It can be the trap of the traditional high school. High school teachers get engrossed in content. As a high school English teacher, I know. I love what I teach. If you start talking with me about non-western memoirs and their value in the secondary literature classroom, I will go on and on. We sometimes get trapped in the mindset of needing to cover the curriculum, of “getting it all in.” With so many demands on our curriculum, with so much more to “cover,” digital literacy can feel like just one more thing to teach. Just one more thing to cover.
Added to this pressure, a number of teachers I spoke with expressed feelings of isolation. We are working with the doors of our classroom closed, and we are working hard. Many teachers are not just finding critical and creative ways to teach their content, but they are also finding ways to integrate and teach digital literacy skills. I’ve been in classrooms with teachers using wiki pages to encourage student collaboration. I’ve seen students excitedly respond to a text using a Ning. Teachers are using so many Web 2.0 tools to engage and collaborate with their students. Unfortunately, many of our high school teachers are not working together. We are not sharing our success with others in our building. As a result, the lessons on digital literacy are not consistent. Teachers are creating lessons using this or that application but with no vision of what we are teaching and why.

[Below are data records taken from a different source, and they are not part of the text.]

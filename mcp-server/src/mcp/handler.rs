//! MCP JSON-RPC request handler.
//!
//! Implements the protocol methods of a single server instance and routes
//! tool calls to the [`ToolRegistry`].

use countries_mcp_types::jsonrpc::{
    INTERNAL_ERROR, INVALID_PARAMS, INVALID_REQUEST, JSONRPC_VERSION, METHOD_NOT_FOUND,
};
use countries_mcp_types::{JsonRpcRequest, JsonRpcResponse};
use serde::Deserialize;
use serde_json::{json, Value};
use tracing::{debug, error};

use super::server::ServerIdentity;
use crate::tools::{ToolError, ToolRegistry};

/// Protocol versions this server can speak, newest first.
pub const SUPPORTED_PROTOCOL_VERSIONS: &[&str] =
    &["2025-06-18", "2025-03-26", "2024-11-05", "2024-10-07"];

/// Version offered when the client asks for one we do not support.
pub const LATEST_PROTOCOL_VERSION: &str = SUPPORTED_PROTOCOL_VERSIONS[0];

/// Tool call parameters from MCP.
#[derive(Debug, Deserialize)]
struct ToolCallParams {
    name: String,
    #[serde(default)]
    arguments: Option<Value>,
}

#[derive(Debug, Default, Deserialize)]
#[serde(rename_all = "camelCase")]
struct InitializeParams {
    #[serde(default)]
    protocol_version: Option<String>,
}

/// MCP request handler bound to one server identity and tool set.
pub struct McpHandler {
    identity: ServerIdentity,
    tools: ToolRegistry,
}

impl McpHandler {
    pub fn new(identity: ServerIdentity, tools: ToolRegistry) -> Self {
        Self { identity, tools }
    }

    /// Handle an MCP JSON-RPC message.
    ///
    /// Returns `None` for notifications.
    pub async fn handle_request(&self, request: JsonRpcRequest) -> Option<JsonRpcResponse> {
        debug!("MCP: Handling method: {}", request.method);

        let Some(id) = request.id else {
            debug!("MCP: Notification {}", request.method);
            return None;
        };

        if request.jsonrpc != JSONRPC_VERSION {
            return Some(JsonRpcResponse::error(
                id,
                INVALID_REQUEST,
                format!("Unsupported JSON-RPC version: {}", request.jsonrpc),
            ));
        }

        let response = match request.method.as_str() {
            "initialize" => self.handle_initialize(id, request.params),
            "ping" => JsonRpcResponse::success(id, json!({})),
            "tools/list" => self.handle_list_tools(id),
            "tools/call" => self.handle_call_tool(id, request.params).await,
            "resources/list" => JsonRpcResponse::success(id, json!({ "resources": [] })),
            "resources/templates/list" => {
                JsonRpcResponse::success(id, json!({ "resourceTemplates": [] }))
            }
            _ => JsonRpcResponse::error(
                id,
                METHOD_NOT_FOUND,
                format!("Method not found: {}", request.method),
            ),
        };
        Some(response)
    }

    /// Handle the initialize request.
    fn handle_initialize(&self, id: Value, params: Option<Value>) -> JsonRpcResponse {
        let params: InitializeParams = params
            .and_then(|p| serde_json::from_value(p).ok())
            .unwrap_or_default();

        let protocol_version = params
            .protocol_version
            .filter(|v| SUPPORTED_PROTOCOL_VERSIONS.contains(&v.as_str()))
            .unwrap_or_else(|| LATEST_PROTOCOL_VERSION.to_string());

        JsonRpcResponse::success(
            id,
            json!({
                "protocolVersion": protocol_version,
                "capabilities": {
                    "resources": {},
                    "tools": {}
                },
                "serverInfo": {
                    "name": self.identity.name,
                    "version": self.identity.version
                }
            }),
        )
    }

    /// Handle the tools/list request.
    fn handle_list_tools(&self, id: Value) -> JsonRpcResponse {
        JsonRpcResponse::success(id, json!({ "tools": self.tools.definitions() }))
    }

    /// Handle a tools/call request.
    async fn handle_call_tool(&self, id: Value, params: Option<Value>) -> JsonRpcResponse {
        let params: ToolCallParams = match serde_json::from_value(params.unwrap_or(Value::Null)) {
            Ok(params) => params,
            Err(e) => {
                return JsonRpcResponse::error(
                    id,
                    INVALID_PARAMS,
                    format!("Invalid tools/call params: {}", e),
                )
            }
        };

        let arguments = params.arguments.unwrap_or_else(|| json!({}));
        match self.tools.call(&params.name, arguments).await {
            Ok(result) => match serde_json::to_value(result) {
                Ok(value) => JsonRpcResponse::success(id, value),
                Err(e) => JsonRpcResponse::error(id, INTERNAL_ERROR, e.to_string()),
            },
            Err(e @ (ToolError::UnknownTool(_) | ToolError::InvalidArguments { .. })) => {
                JsonRpcResponse::error(id, INVALID_PARAMS, e.to_string())
            }
            Err(e) => {
                error!("MCP: Tool {} failed: {}", params.name, e);
                JsonRpcResponse::error(id, INTERNAL_ERROR, e.to_string())
            }
        }
    }
}

#[cfg(test)]
mod tests {
    use super::*;
    use crate::tools::tests::FakeLookup;
    use std::sync::Arc;

    fn handler(lookup: FakeLookup) -> McpHandler {
        McpHandler::new(
            ServerIdentity::default(),
            ToolRegistry::new(Arc::new(lookup)),
        )
    }

    fn call(name: &str, arguments: Value) -> JsonRpcRequest {
        JsonRpcRequest::new(
            1,
            "tools/call",
            Some(json!({ "name": name, "arguments": arguments })),
        )
    }

    #[tokio::test]
    async fn test_initialize_echoes_supported_version() {
        let handler = handler(FakeLookup::Records(Vec::new()));
        let response = handler
            .handle_request(JsonRpcRequest::new(
                1,
                "initialize",
                Some(json!({"protocolVersion": "2024-11-05", "capabilities": {}})),
            ))
            .await
            .unwrap();

        let result = response.result.unwrap();
        assert_eq!(result["protocolVersion"], "2024-11-05");
        assert_eq!(result["serverInfo"]["name"], "countries-mcp");
        assert!(result["capabilities"]["tools"].is_object());
    }

    #[tokio::test]
    async fn test_initialize_falls_back_to_latest_version() {
        let handler = handler(FakeLookup::Records(Vec::new()));
        let response = handler
            .handle_request(JsonRpcRequest::new(
                1,
                "initialize",
                Some(json!({"protocolVersion": "1999-01-01"})),
            ))
            .await
            .unwrap();
        assert_eq!(
            response.result.unwrap()["protocolVersion"],
            LATEST_PROTOCOL_VERSION
        );
    }

    #[tokio::test]
    async fn test_notifications_get_no_response() {
        let handler = handler(FakeLookup::Records(Vec::new()));
        let response = handler
            .handle_request(JsonRpcRequest::notification(
                "notifications/initialized",
                None,
            ))
            .await;
        assert!(response.is_none());
    }

    #[tokio::test]
    async fn test_list_tools() {
        let handler = handler(FakeLookup::Records(Vec::new()));
        let response = handler
            .handle_request(JsonRpcRequest::new(2, "tools/list", None))
            .await
            .unwrap();
        let result = response.result.unwrap();
        assert_eq!(result["tools"][0]["name"], "get_country_data");
        assert_eq!(
            result["tools"][0]["inputSchema"]["properties"]["countryName"]["type"],
            "string"
        );
    }

    #[tokio::test]
    async fn test_call_tool_returns_first_record() {
        let handler = handler(FakeLookup::Records(vec![
            json!({"name": {"common": "Japan"}}),
        ]));
        let response = handler
            .handle_request(call("get_country_data", json!({"countryName": "Japan"})))
            .await
            .unwrap();
        let result = response.result.unwrap();
        assert_eq!(result["structuredContent"]["data"]["name"]["common"], "Japan");
        assert_eq!(result["content"][0]["type"], "text");
    }

    #[tokio::test]
    async fn test_call_tool_failure_is_empty_data() {
        let handler = handler(FakeLookup::Failure);
        let response = handler
            .handle_request(call("get_country_data", json!({"countryName": "Japan"})))
            .await
            .unwrap();
        assert!(response.error.is_none());
        assert_eq!(response.result.unwrap()["structuredContent"]["data"], json!([]));
    }

    #[tokio::test]
    async fn test_call_tool_bad_arguments() {
        let handler = handler(FakeLookup::Records(Vec::new()));
        let response = handler
            .handle_request(call("get_country_data", json!({"countryName": 42})))
            .await
            .unwrap();
        assert_eq!(response.error.unwrap().code, INVALID_PARAMS);
    }

    #[tokio::test]
    async fn test_call_unknown_tool() {
        let handler = handler(FakeLookup::Records(Vec::new()));
        let response = handler
            .handle_request(call("get_weather", json!({})))
            .await
            .unwrap();
        let error = response.error.unwrap();
        assert_eq!(error.code, INVALID_PARAMS);
        assert!(error.message.contains("get_weather"));
    }

    #[tokio::test]
    async fn test_unknown_method() {
        let handler = handler(FakeLookup::Records(Vec::new()));
        let response = handler
            .handle_request(JsonRpcRequest::new(3, "prompts/list", None))
            .await
            .unwrap();
        assert_eq!(response.error.unwrap().code, METHOD_NOT_FOUND);
    }

    #[tokio::test]
    async fn test_wrong_jsonrpc_version() {
        let handler = handler(FakeLookup::Records(Vec::new()));
        let mut request = JsonRpcRequest::new(4, "ping", None);
        request.jsonrpc = "1.0".to_string();
        let response = handler.handle_request(request).await.unwrap();
        assert_eq!(response.error.unwrap().code, INVALID_REQUEST);
    }
}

With technology exponentially changing the educational landscape, teachers and administrators have had a difficult time keeping up. "Integrating technology throughout a school system is, in itself, significant systemic reform. We have a wealth of evidence attesting to the importance of leadership in implementing and sustaining systemic reform in schools. It is critical, therefore, that we attend seriously to leadership for technology in schools, " writes Don Knezek of the International Society for Technology in Education (ISTE). Unfortunately, many of us get caught up in learning about this or that application that we forget to reflect on the skills that are being developed. And the skills are what we should be focused on. The skills are transferrable from one application to the next. Ultimately, applications will come and go, but digital literacy skills, like traditional literacy skills, should remain relevant beyond a particular web page. We need to find ways to build a cohesive vision of what, why, and how we teach our students 21st century digital literacy skills.
1) What is our vision?
Schools need to establish a vision for how, when, and who teaches digital literacy to their particular students. What are the skills our students should leave our school knowing? We need to establish a vision for what it is that we need our 21st century students to know, understand, and do when it comes to digital literacy. When do we teach students about internet safety? Who teaches students effective research skills? How do we teach copyright issues? Having a document that sequentially lays out these digital skills gives our whole community a shared vision. It should be a vision that students, teachers, and administrators develop together.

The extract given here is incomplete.